Anyone who signs a loan document “deserves” to repay it per the terms of the agreement that they signed. Exceptions would be for fraud or duress but I sincerely doubt that the banks have been forcing people to sign or somehow engaged on trickery.
Ultimately government will be asked to mediate that very question, and the fact that such signatures were made so easy to get will doubtless weigh heavily in the debate. Count it unsurprising if bankruptcy is ultimately allowed to intervene in these government owned loans.
The same thing, by the way, could have been said during the debates about the debtors prisons that were repudiated in the early 20th century. Why did these people not deserve to go to prison any more? The same thing will be asked about what is in essence a perpetual fine.
Mores change. Congresses who agreed to this kind of loan structure and agreed to put the confiscatory muscle of the government behind it, should have foreseen it was not going to bear the light of day.
Because THE LEFT DESIGNED THE SYSTEM. It is merely another clever income transfer trap.
I have two children in college. The financial applications have to go through the Federal govt. now, and the govt informs the family what they must pay in addition to the kids getting their own maximum loans.
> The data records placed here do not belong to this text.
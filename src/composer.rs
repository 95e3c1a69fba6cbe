//! Local reply composer
//!
//! Builds `intro + " " + body + " " + closing` from a [`PhraseBank`], drawing
//! each part uniformly and independently. Randomness comes from any
//! [`rand::Rng`], so callers that need reproducible output pass a seeded one.

use rand::seq::SliceRandom;
use rand::Rng;

use crate::classifier::ResponseClassifier;
use crate::error::AdvisorError;
use crate::models::TopicCategory;
use crate::phrases::PhraseBank;
use crate::Result;

#[derive(Debug, Clone, Copy, Default)]
pub struct ResponseComposer {
    bank: PhraseBank,
}

impl ResponseComposer {
    pub fn new(bank: PhraseBank) -> Self {
        Self { bank }
    }

    pub fn bank(&self) -> &PhraseBank {
        &self.bank
    }

    /// Compose a reply using the thread-local RNG
    pub fn compose(&self, category: TopicCategory) -> Result<String> {
        self.compose_with(category, &mut rand::thread_rng())
    }

    /// Compose a reply drawing from the supplied RNG
    pub fn compose_with<R: Rng + ?Sized>(
        &self,
        category: TopicCategory,
        rng: &mut R,
    ) -> Result<String> {
        let intro = pick(self.bank.intros, category, "intros", rng)?;
        let body = pick(self.bank.bodies(category), category, "bodies", rng)?;
        let closing = pick(self.bank.closings, category, "closings", rng)?;

        Ok(format!("{} {} {}", intro, body, closing))
    }

    /// Classify then compose
    pub fn respond_to(&self, question: &str) -> Result<String> {
        self.compose(ResponseClassifier::classify(question))
    }
}

fn pick<R: Rng + ?Sized>(
    list: &'static [&'static str],
    category: TopicCategory,
    name: &'static str,
    rng: &mut R,
) -> Result<&'static str> {
    list.choose(rng)
        .copied()
        .ok_or(AdvisorError::EmptyPhraseList {
            category,
            list: name,
        })
}
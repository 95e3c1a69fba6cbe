//! Environment configuration
//!
//! Values come from the process environment (optionally seeded from a
//! `.env` file by the binaries). Lookups go through a closure so tests can
//! supply a map instead of mutating the real environment.

use std::collections::HashMap;
use std::time::Duration;

use crate::error::AdvisorError;
use crate::models::UserProfile;

pub const DEFAULT_BASE_URL: &str = "https://generativelanguage.googleapis.com/v1beta";
pub const DEFAULT_MODEL: &str = "gemini-2.0-flash";
const DEFAULT_TIMEOUT_SECS: u64 = 30;
const DEFAULT_MAX_OUTPUT_TOKENS: u32 = 1024;
const DEFAULT_PORT: u16 = 8080;

/// Remote endpoint settings
#[derive(Debug, Clone)]
pub struct GeminiConfig {
    pub base_url: String,
    pub model: String,
    pub timeout: Duration,
    pub temperature: Option<f32>,
    pub max_output_tokens: u32,
}

impl Default for GeminiConfig {
    fn default() -> Self {
        Self {
            base_url: DEFAULT_BASE_URL.to_string(),
            model: DEFAULT_MODEL.to_string(),
            timeout: Duration::from_secs(DEFAULT_TIMEOUT_SECS),
            temperature: None,
            max_output_tokens: DEFAULT_MAX_OUTPUT_TOKENS,
        }
    }
}

impl GeminiConfig {
    /// Point the client at another base URL (local mocks, proxies)
    pub fn with_base_url(mut self, base_url: impl Into<String>) -> Self {
        self.base_url = base_url.into();
        self
    }
}

/// Everything the binaries read at startup
#[derive(Debug, Clone)]
pub struct AppConfig {
    pub gemini: GeminiConfig,
    pub api_key: Option<String>,
    pub port: u16,
    pub profile: Option<UserProfile>,
}

impl AppConfig {
    pub fn from_env() -> crate::Result<Self> {
        Self::from_lookup(|key| std::env::var(key).ok())
    }

    pub fn from_map(vars: &HashMap<String, String>) -> crate::Result<Self> {
        Self::from_lookup(|key| vars.get(key).cloned())
    }

    fn from_lookup<F>(lookup: F) -> crate::Result<Self>
    where
        F: Fn(&str) -> Option<String>,
    {
        let get = |key: &str| lookup(key).filter(|v| !v.trim().is_empty());

        let mut gemini = GeminiConfig::default();
        if let Some(url) = get("GEMINI_BASE_URL") {
            gemini.base_url = url;
        }
        if let Some(model) = get("GEMINI_MODEL") {
            gemini.model = model;
        }
        if let Some(secs) = get("GEMINI_TIMEOUT_SECS") {
            gemini.timeout = Duration::from_secs(parse_var("GEMINI_TIMEOUT_SECS", &secs)?);
        }
        if let Some(temp) = get("GEMINI_TEMPERATURE") {
            gemini.temperature = Some(parse_var("GEMINI_TEMPERATURE", &temp)?);
        }
        if let Some(tokens) = get("GEMINI_MAX_OUTPUT_TOKENS") {
            gemini.max_output_tokens = parse_var("GEMINI_MAX_OUTPUT_TOKENS", &tokens)?;
        }

        let port = match get("PORT").or_else(|| get("API_PORT")) {
            Some(p) => parse_var("PORT", &p)?,
            None => DEFAULT_PORT,
        };

        // A profile needs at least a birth date and a place, like the onboarding form
        let profile = match (get("COSMIC_DOB"), get("COSMIC_LOCATION")) {
            (Some(date_of_birth), Some(location)) => Some(UserProfile {
                date_of_birth,
                location,
                birth_time: get("COSMIC_BIRTH_TIME").unwrap_or_else(|| "Not provided".to_string()),
                gender: get("COSMIC_GENDER").unwrap_or_else(|| "neutral".to_string()),
            }),
            _ => None,
        };

        Ok(Self {
            gemini,
            api_key: get("GEMINI_API_KEY"),
            port,
            profile,
        })
    }
}

fn parse_var<T: std::str::FromStr>(name: &str, value: &str) -> crate::Result<T> {
    value
        .trim()
        .parse()
        .map_err(|_| AdvisorError::Config(format!("invalid value for {}: '{}'", name, value)))
}
//! Core data models for the cosmic guide

use serde::{Deserialize, Serialize};
use std::fmt;

//
// ================= Enums =================
//

/// Topic bucket assigned to every question.
#[derive(Debug, Clone, Copy, Serialize, Deserialize, PartialEq, Eq, Hash)]
#[serde(rename_all = "lowercase")]
pub enum TopicCategory {
    Love,
    Career,
    Personal,
    General,
}

impl TopicCategory {
    pub const ALL: [TopicCategory; 4] = [
        TopicCategory::Love,
        TopicCategory::Career,
        TopicCategory::Personal,
        TopicCategory::General,
    ];
}

/// Which path produced an answer
#[derive(Debug, Clone, Copy, Serialize, Deserialize, PartialEq, Eq)]
#[serde(rename_all = "lowercase")]
pub enum ReplySource {
    Gemini,
    Local,
    Placeholder,
}

//
// ================= Profile =================
//

/// Birth details supplied by the user. Free text, never validated.
#[derive(Debug, Clone, Default, Serialize, Deserialize, PartialEq, Eq)]
#[serde(rename_all = "camelCase")]
pub struct UserProfile {
    pub date_of_birth: String,
    pub birth_time: String,
    pub location: String,
    pub gender: String,
}

//
// ================= Replies =================
//

#[derive(Debug, Clone, Serialize, Deserialize)]
pub struct AdvisorReply {
    pub text: String,
    pub source: ReplySource,
}

/// Non-fatal warning surfaced to whoever is presenting the chat.
#[derive(Debug, Clone, Serialize, Deserialize, PartialEq, Eq)]
pub struct Notice {
    pub title: String,
    pub description: String,
}

impl Notice {
    pub fn service_unavailable() -> Self {
        Self {
            title: "Cosmic Interference".to_string(),
            description: "The stars are temporarily obscured. Please try again later."
                .to_string(),
        }
    }
}

impl fmt::Display for TopicCategory {
    fn fmt(&self, f: &mut fmt::Formatter<'_>) -> fmt::Result {
        let s = match self {
            TopicCategory::Love => "love",
            TopicCategory::Career => "career",
            TopicCategory::Personal => "personal",
            TopicCategory::General => "general",
        };
        write!(f, "{}", s)
    }
}
//! Router tests driven through `tower::ServiceExt::oneshot`.

mod common;

use axum::{
    body::Body,
    http::{Request, StatusCode},
    Router,
};
use cosmic_guide::{
    advisor::Advisor,
    api::{create_router, ApiResponse, ApiState},
    config::GeminiConfig,
    session::{InMemorySessionStore, WELCOME_MESSAGE},
};
use common::{start_mock_server, MockState, OK_BODY};
use serde_json::{json, Value};
use std::sync::Arc;
use std::time::Duration;
use tower::ServiceExt;

fn test_router() -> Router {
    router_for(GeminiConfig::default(), None)
}

fn router_for(gemini: GeminiConfig, default_api_key: Option<&str>) -> Router {
    let state = ApiState {
        advisor: Arc::new(Advisor::new(&gemini).unwrap()),
        sessions: Arc::new(InMemorySessionStore::new()),
        default_api_key: default_api_key.map(str::to_string),
    };
    create_router(state)
}

async fn send(
    router: &Router,
    method: &str,
    uri: &str,
    body: Option<Value>,
) -> (StatusCode, ApiResponse) {
    let request = Request::builder()
        .method(method)
        .uri(uri)
        .header("content-type", "application/json")
        .body(match body {
            Some(v) => Body::from(v.to_string()),
            None => Body::empty(),
        })
        .unwrap();

    let response = router.clone().oneshot(request).await.unwrap();
    let status = response.status();
    let bytes = axum::body::to_bytes(response.into_body(), usize::MAX)
        .await
        .unwrap();
    (status, serde_json::from_slice(&bytes).unwrap())
}

#[tokio::test]
async fn test_health() {
    let response = test_router()
        .oneshot(Request::builder().uri("/health").body(Body::empty()).unwrap())
        .await
        .unwrap();
    assert_eq!(response.status(), StatusCode::OK);
}

#[tokio::test]
async fn test_chat_without_key_answers_locally() {
    let router = test_router();

    let (status, response) = send(
        &router,
        "POST",
        "/api/chat",
        Some(json!({ "chat_id": "stargazer", "question": "Should I change my job?" })),
    )
    .await;

    assert_eq!(status, StatusCode::OK);
    assert!(response.success);
    let data = response.data.unwrap();
    assert_eq!(data["source"], "local");
    assert_eq!(data["category"], "career");
    assert!(!data["answer"].as_str().unwrap().is_empty());

    // history holds welcome, question, answer
    let (status, history) = send(&router, "GET", "/api/chat/stargazer", None).await;
    assert_eq!(status, StatusCode::OK);
    let messages = history.data.unwrap()["messages"].as_array().unwrap().clone();
    assert_eq!(messages.len(), 3);
    assert_eq!(messages[0]["content"], WELCOME_MESSAGE);
    assert_eq!(messages[1]["role"], "user");
    assert_eq!(messages[2]["role"], "guide");
}

#[tokio::test]
async fn test_blank_question_rejected() {
    let (status, response) = send(
        &test_router(),
        "POST",
        "/api/chat",
        Some(json!({ "question": "   " })),
    )
    .await;

    assert_eq!(status, StatusCode::BAD_REQUEST);
    assert!(!response.success);
}

#[tokio::test]
async fn test_unknown_chat_is_404() {
    let (status, _) = send(&test_router(), "GET", "/api/chat/never-seen", None).await;
    assert_eq!(status, StatusCode::NOT_FOUND);
}

#[tokio::test]
async fn test_profile_is_stored_on_session() {
    let router = test_router();

    let (status, _) = send(
        &router,
        "PUT",
        "/api/profile/stargazer",
        Some(json!({
            "dateOfBirth": "1990-04-12",
            "birthTime": "06:30",
            "location": "Pune, India",
            "gender": "female"
        })),
    )
    .await;
    assert_eq!(status, StatusCode::OK);

    let (_, history) = send(&router, "GET", "/api/chat/stargazer", None).await;
    let data = history.data.unwrap();
    assert_eq!(data["profile"]["location"], "Pune, India");
}

#[tokio::test]
async fn test_classify_endpoint() {
    let (status, response) = send(
        &test_router(),
        "POST",
        "/api/classify",
        Some(json!({ "question": "How can I heal?" })),
    )
    .await;

    assert_eq!(status, StatusCode::OK);
    assert_eq!(response.data.unwrap()["category"], "personal");
}

fn sample_profile() -> Value {
    json!({
        "dateOfBirth": "1984-09-30",
        "birthTime": "14:05",
        "location": "Valparaiso, Chile",
        "gender": "male"
    })
}

#[tokio::test]
async fn test_chat_profile_is_stored_and_reused() {
    let mock = MockState::new(StatusCode::OK, OK_BODY);
    let base_url = start_mock_server(mock.clone()).await;
    let router = router_for(GeminiConfig::default().with_base_url(base_url), None);

    let (status, first) = send(
        &router,
        "POST",
        "/api/chat",
        Some(json!({
            "chat_id": "harbor",
            "question": "Will I find love?",
            "api_key": "user-key",
            "profile": sample_profile()
        })),
    )
    .await;
    assert_eq!(status, StatusCode::OK);
    assert_eq!(first.data.unwrap()["source"], "gemini");

    // second turn carries no profile; the stored one reaches the prompt
    let (status, _) = send(
        &router,
        "POST",
        "/api/chat",
        Some(json!({
            "chat_id": "harbor",
            "question": "And my career?",
            "api_key": "user-key"
        })),
    )
    .await;
    assert_eq!(status, StatusCode::OK);

    let requests = mock.requests();
    assert_eq!(requests.len(), 2);
    assert!(requests[1].prompt().contains("Birth Location: Valparaiso, Chile"));
    assert!(requests[1].prompt().contains("Question: \"And my career?\""));

    let (_, history) = send(&router, "GET", "/api/chat/harbor", None).await;
    assert_eq!(history.data.unwrap()["profile"]["birthTime"], "14:05");
}

#[tokio::test]
async fn test_default_key_used_when_request_has_none() {
    let mock = MockState::new(StatusCode::OK, OK_BODY);
    let base_url = start_mock_server(mock.clone()).await;
    let router = router_for(
        GeminiConfig::default().with_base_url(base_url),
        Some("server-key"),
    );

    for body in [
        json!({ "question": "Will I find love?" }),
        json!({ "question": "Will I find love?", "api_key": "   " }),
    ] {
        let (status, response) = send(&router, "POST", "/api/chat", Some(body)).await;
        assert_eq!(status, StatusCode::OK);
        assert_eq!(response.data.unwrap()["answer"], "Venus smiles on you this month.");
    }

    let requests = mock.requests();
    assert_eq!(requests.len(), 2);
    assert!(requests
        .iter()
        .all(|r| r.key.as_deref() == Some("server-key")));
}

#[tokio::test]
async fn test_concurrent_turns_and_profile_update_are_all_kept() {
    let mock = MockState::new(StatusCode::OK, OK_BODY).with_delay(Duration::from_millis(300));
    let base_url = start_mock_server(mock).await;
    let router = router_for(GeminiConfig::default().with_base_url(base_url), None);

    let ask = |question: &'static str| {
        let router = router.clone();
        async move {
            send(
                &router,
                "POST",
                "/api/chat",
                Some(json!({ "chat_id": "race", "question": question, "api_key": "k" })),
            )
            .await
        }
    };
    let update_profile = {
        let router = router.clone();
        async move {
            // land while both remote calls are in flight
            tokio::time::sleep(Duration::from_millis(100)).await;
            send(&router, "PUT", "/api/profile/race", Some(sample_profile())).await
        }
    };

    let (a, b, p) = tokio::join!(
        ask("Will I find love?"),
        ask("Should I change my job?"),
        update_profile
    );
    assert_eq!(a.0, StatusCode::OK);
    assert_eq!(b.0, StatusCode::OK);
    assert_eq!(p.0, StatusCode::OK);

    let (_, history) = send(&router, "GET", "/api/chat/race", None).await;
    let data = history.data.unwrap();
    assert_eq!(data["messages"].as_array().unwrap().len(), 5);
    assert_eq!(data["profile"]["location"], "Valparaiso, Chile");
}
The cute thing is, if the students' parents never married or are divorced, only ONE parent's income is reported. If the student is unmarried and has a child, NO parental income needs to be reported. And of course, welfare-for-life and disability moochers don't have to show income.
So the middle-class working families with married parents get SLAUGHTERED when the "family financial contribution" is calculated. The family doesn't sign to pay it, then the student can't go, as simple as that.
Then you have the joy of racking up 10-20 thousand a year debt for your child to be sitting next to someone in class whose family pays NOTHING because they never got married, or grew up in a welfare-as-a-career household or the student is a teen mother.
Massive money from conservative working families goes to pay for the college educations of OBAMA's base...it's all about "paying your fair share" now.